NOTES ON A SCANDAL
The event was scandalous in several ways.
I’m not one to sensationalize, but we stayed at the empty farmers’ market until almost six pm.
(Anyone knows it’s important to get home for the dessert tantrum at least half an hour before the bed tantrum so you have time for the diminuendos. But we stuck it out.)
And that’s just the tip of the iceberg.
We also stole two chunks of broken marble slab from a heap in the grass under one of the stalls. Could barely carry them. I don’t think anyone saw, luckily, it being the case that no one was around.
Things were thrown onto the pavilion roof. I was pretty sure that was not ok, on account of the clattering. I said please no more of that. They did it a few more times.
A shoe was temporarily lost. I found it, but there was a pretty big dangling question mark about what one of them was going to have on its feet at school tomorrow, since it grows out of everything I buy within a few hours, and, for a while there, for all I knew, one of its two remaining fitting shoes was on the roof of the market somewhere.
Listen, bicycles were put on display in places they should not have been. Honestly, I don’t know how they got them up there. It was impressive. I’d have taken a picture but I didn’t want any evidence on my mobile device in case we were stopped. We do dabble in things like J-walking, right on red during prohibited hours, and heads-out-windows farther than seatbelts should allow.

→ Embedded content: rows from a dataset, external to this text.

async fn pull_file(ctx: &PullContext, info: &FileInfo) -> color_eyre::Result<FileInfo> {
    let name = info.name.clone();
    let planned_local = ctx.fileset.local(&name);
    let temp = temp_name(&name);

    if let Some((dir, _)) = name.rsplit_once('/') {
        ctx.fs.mkdir_all(dir)?;
    }
    ctx.fs.truncate(&temp, 0)?;

    let result = assemble_file(ctx, info, &temp).await;
    let fetched = match result {
        Ok(fetched) => fetched,
        Err(e) => {
            let _ = ctx.fs.remove_file(&temp);
            return Err(e);
        }
    };

    // Full re-verification of the assembled temporary.
    for block in &info.blocks {
        let data = ctx
            .fs
            .read_range(&temp, block.offset, block.size as usize)
            .map_err(|e| {
                let _ = ctx.fs.remove_file(&temp);
                eyre!("verification read failed: {e}")
            })?;
        if !verify_block(&data, &block.hash) {
            let _ = ctx.fs.remove_file(&temp);
            bail!("block at offset {} failed verification", block.offset);
        }
    }

    // Re-read local state: a scan may have committed a newer version
    // while we were assembling. Never clobber it.
    let current_local = ctx.fileset.local(&name);
    let planned_version = planned_local.as_ref().map(|f| &f.version);
    if current_local.as_ref().map(|f| &f.version) != planned_version {
        let _ = ctx.fs.remove_file(&temp);
        bail!("local file changed during pull");
    }

    displace_target(ctx, info, current_local.as_ref())?;

    ctx.fs.rename(&temp, &name)?;
    if !info.no_permissions {
        ctx.fs.set_permissions(&name, info.permissions)?;
    }
    ctx.fs.set_modified(&name, info.modified())?;

    // Retract any in-progress advertisement now that the file is whole.
    if !fetched.is_empty() {
        ctx.view
            .broadcast_download_progress(
                &ctx.config.folder_id,
                vec![DownloadProgressUpdate {
                    name: name.clone(),
                    version: info.version.clone(),
                    block_indexes: Vec::new(),
                }],
            )
            .await;
    }

    ctx.commit_pulled(info)
}

/// Build the temporary from planned sources. Returns the indexes fetched
/// over the network.
async fn assemble_file(
    ctx: &PullContext,
    info: &FileInfo,
    temp: &str,
) -> color_eyre::Result<Vec<u32>> {
    let plan = plan_blocks(ctx, info);

    let mut tasks: JoinSet<Result<(usize, bool), String>> = JoinSet::new();
    for (index, block, source) in plan {
        let fs = ctx.fs.clone();
        let fileset = ctx.fileset.clone();
        let view = ctx.view.clone();
        let folder = ctx.config.folder_id.clone();
        let file_name = info.name.clone();
        let temp = temp.to_string();
        let cancel = ctx.cancel.clone();
        let copy_sem = ctx.copy_sem.clone();
        let fetch_sem = ctx.fetch_sem.clone();

        tasks.spawn(async move {
            if cancel.is_cancelled() {
                return Err("canceled".to_string());
            }
            let (data, fetched) = match source {
                BlockSource::Copy { name, offset } => {
                    let _permit = copy_sem.acquire().await.map_err(|e| e.to_string())?;
                    match copy_block(&*fs, &name, offset, &block) {
                        Ok(data) => (data, false),
                        // A stale local copy falls back to the network.
                        Err(_) => (
                            fetch_block(&*view, &fileset, &folder, &file_name, index, &block, &fetch_sem)
                                .await?,
                            true,
                        ),
                    }
                }
                BlockSource::Network => (
                    fetch_block(&*view, &fileset, &folder, &file_name, index, &block, &fetch_sem)
                        .await?,
                    true,
                ),
            };
            fs.write_range(&temp, block.offset, &data)
                .map_err(|e| e.to_string())?;
            Ok((index, fetched))
        });
    }

    let mut fetched_indexes = Vec::new();
    let mut first_error = None;
    while let Some(joined) = tasks.join_next().await {
        match joined {
            Ok(Ok((index, true))) => fetched_indexes.push(index as u32),
            Ok(Ok((_, false))) => {}
            Ok(Err(e)) => {
                first_error.get_or_insert(e);
            }
            Err(e) => {
                first_error.get_or_insert(e.to_string());
            }
        }
    }
    if let Some(e) = first_error {
        bail!("assembling {}: {e}", info.name);
    }

    // Advertise what we fetched while the temporary still exists; peers
    // may pull these blocks from us before we finish.
    if !fetched_indexes.is_empty() {
        fetched_indexes.sort_unstable();
        ctx.view
            .broadcast_download_progress(
                &ctx.config.folder_id,
                vec![DownloadProgressUpdate {
                    name: info.name.clone(),
                    version: info.version.clone(),
                    block_indexes: fetched_indexes.clone(),
                }],
            )
            .await;
    }

    Ok(fetched_indexes)
}

fn copy_block(
    fs: &dyn Filesystem,
    name: &str,
    offset: u64,
    block: &BlockInfo,
) -> Result<Bytes, String> {
    let data = fs
        .read_range(name, offset, block.size as usize)
        .map_err(|e| e.to_string())?;
    if !verify_block(&data, &block.hash) {
        return Err(format!("local copy of block in {name} is stale"));
    }
    Ok(Bytes::from(data))
}

async fn fetch_block(
    view: &dyn ClusterView,
    fileset: &FileSet,
    folder: &str,
    name: &str,
    index: usize,
    block: &BlockInfo,
    fetch_sem: &Semaphore,
) -> Result<Bytes, String> {
    let _permit = fetch_sem.acquire().await.map_err(|e| e.to_string())?;

    // Peers with the whole winning version, plus peers advertising this
    // block in a temporary. Rotate the starting point so parallel blocks
    // spread across peers.
    let full_holders = fileset.availability(name);
    let temp_holders: Vec<DeviceId> = view
        .devices_with_temp_block(folder, name, index as u32)
        .into_iter()
        .filter(|d| !full_holders.contains(d))
        .collect();

    let mut candidates: Vec<(Arc<meshsync_proto::Connection>, bool)> = Vec::new();
    for conn in view.connections_for(folder, &full_holders) {
        candidates.push((conn, false));
    }
    for conn in view.connections_for(folder, &temp_holders) {
        candidates.push((conn, true));
    }
    if candidates.is_empty() {
        return Err(format!("no connected peer has block {index} of {name}"));
    }

    let start = index % candidates.len();
    let mut last_error = String::new();
    for i in 0..candidates.len() {
        let (conn, from_temp) = &candidates[(start + i) % candidates.len()];
        match conn
            .request(
                folder,
                name,
                block.offset as i64,
                block.size as i32,
                block.hash,
                block.weak_hash,
                *from_temp,
            )
            .await
        {
            Ok(data) => {
                if verify_block(&data, &block.hash) {
                    return Ok(data);
                }
                last_error = format!("bad data from {}", conn.remote());
            }
            Err(e) => last_error = format!("{}: {e}", conn.remote()),
        }
    }
    Err(format!("block {index} of {name} unavailable: {last_error}"))
}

Dead flowers were picked. And put in places they did not belong.
It brought me back to the year they were even smaller and more impossible and would not leave the field of daffodils at the Children’s Garden, just kept squashing them and wreaking havoc on tender stems, and that car slowed and stopped and I thought this is it, we’re going to the clink, and then the guy who got out was just a professional photographer who wanted to take some portraits of my contrarian goblins to use as promos and give us for free, and sure, I said, so relieved I could have peed myself.
Anyway, there were other scandalous features as well. Several stalls at the empty market yesterday bore the weight of rather dense children on their highest shelving without supervision. I had to get my steps in, see, so while I was on the south end, marching towards morally righteous immortality, they were still somewhere in the middle mucking about, and shit happens. I am good at not noticing as I pass if there is no blood.
An adult rode a child’s bike. Maybe more than was necessary. Knees hitting the handlebars et cetera. But there was a dinger bell, and good tires, and it was red, a new red bike, and the kid wasn’t riding it, so.
The two dudes who were the only ones to come through the pavilion while we were there, friends or lovers or business partners who arrived in different cars and passed through on their way out to the picnic table on the dock to sit for a very long and peaceful-looking meet-up, did not necessarily see that there were children at least tangentially involved in what was going down, just that there was this middle-aged person with tangled hair on a tiny red bike with good tires and a dinger bell traversing the pavilion floor.
A child’s watercolor was left behind in a stall that will be used again after a long winter in just a few weeks. The painting is of a cat, and some mountains, and it is unsigned. The vendor who resumes habitation of the stall will have an anonymous watercolor and about forty stems of dead flowers sticking out of all of the holes in their woodwork to contend with. A confused beauty-bomb without attribution will start that person’s April. What I wish to emphasize is that no one knows whither their judgment upon such subjects may travel.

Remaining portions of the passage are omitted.